Start of INPUT RECORDS
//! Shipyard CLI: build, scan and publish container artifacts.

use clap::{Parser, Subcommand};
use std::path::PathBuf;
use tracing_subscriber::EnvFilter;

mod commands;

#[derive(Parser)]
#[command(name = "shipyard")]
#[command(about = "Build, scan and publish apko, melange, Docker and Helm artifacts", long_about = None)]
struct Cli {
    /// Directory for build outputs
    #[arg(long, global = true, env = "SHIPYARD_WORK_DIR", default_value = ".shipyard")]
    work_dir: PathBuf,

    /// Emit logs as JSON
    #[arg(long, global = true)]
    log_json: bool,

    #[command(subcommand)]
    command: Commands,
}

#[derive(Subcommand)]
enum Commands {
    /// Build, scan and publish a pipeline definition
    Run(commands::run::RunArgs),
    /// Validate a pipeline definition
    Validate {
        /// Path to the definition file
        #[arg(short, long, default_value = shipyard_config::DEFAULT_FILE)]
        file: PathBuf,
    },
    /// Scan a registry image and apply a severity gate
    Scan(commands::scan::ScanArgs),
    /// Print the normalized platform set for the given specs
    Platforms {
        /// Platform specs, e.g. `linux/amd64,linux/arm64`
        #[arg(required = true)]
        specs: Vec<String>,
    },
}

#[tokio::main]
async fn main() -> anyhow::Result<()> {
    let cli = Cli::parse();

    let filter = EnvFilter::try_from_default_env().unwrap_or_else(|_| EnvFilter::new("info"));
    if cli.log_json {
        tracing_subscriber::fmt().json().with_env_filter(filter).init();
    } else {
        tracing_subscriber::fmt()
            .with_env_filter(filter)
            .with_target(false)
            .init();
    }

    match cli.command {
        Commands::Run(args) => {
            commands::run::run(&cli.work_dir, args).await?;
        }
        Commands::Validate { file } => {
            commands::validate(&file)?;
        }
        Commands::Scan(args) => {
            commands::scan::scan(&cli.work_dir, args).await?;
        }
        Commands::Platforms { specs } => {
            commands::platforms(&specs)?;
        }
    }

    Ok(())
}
End of INPUT RECORDS
## WHAT NEEDS TO BE DONE
Repeat each of the entries above precisely as given.

## TASK RESULT
//! Shipyard CLI: build, scan and publish container artifacts.

use clap::{Parser, Subcommand};
use std::path::PathBuf;
use tracing_subscriber::EnvFilter;

mod commands;

#[derive(Parser)]
#[command(name = "shipyard")]
#[command(about = "Build, scan and publish apko, melange, Docker and Helm artifacts", long_about = None)]
struct Cli {
    /// Directory for build outputs
    #[arg(long, global = true, env = "SHIPYARD_WORK_DIR", default_value = ".shipyard")]
    work_dir: PathBuf,

    /// Emit logs as JSON
    #[arg(long, global = true)]
    log_json: bool,

    #[command(subcommand)]
    command: Commands,
}

#[derive(Subcommand)]
enum Commands {
    /// Build, scan and publish a pipeline definition
    Run(commands::run::RunArgs),
    /// Validate a pipeline definition
    Validate {
        /// Path to the definition file
        #[arg(short, long, default_value = shipyard_config::DEFAULT_FILE)]
        file: PathBuf,
    },
    /// Scan a registry image and apply a severity gate
    Scan(commands::scan::ScanArgs),
    /// Print the normalized platform set for the given specs
    Platforms {
        /// Platform specs, e.g. `linux/amd64,linux/arm64`
        #[arg(required = true)]
        specs: Vec<String>,
    },
}

#[tokio::main]
async fn main() -> anyhow::Result<()> {
    let cli = Cli::parse();

    let filter = EnvFilter::try_from_default_env().unwrap_or_else(|_| EnvFilter::new("info"));
    if cli.log_json {
        tracing_subscriber::fmt().json().with_env_filter(filter).init();
    } else {
        tracing_subscriber::fmt()
            .with_env_filter(filter)
            .with_target(false)
            .init();
    }

    match cli.command {
        Commands::Run(args) => {
            commands::run::run(&cli.work_dir, args).await?;
        }
        Commands::Validate { file } => {
            commands::validate(&file)?;
        }
        Commands::Scan(args) => {
            commands::scan::scan(&cli.work_dir, args).await?;
        }
        Commands::Platforms { specs } => {
            commands::platforms(&specs)?;
        }
    }

    Ok(())
}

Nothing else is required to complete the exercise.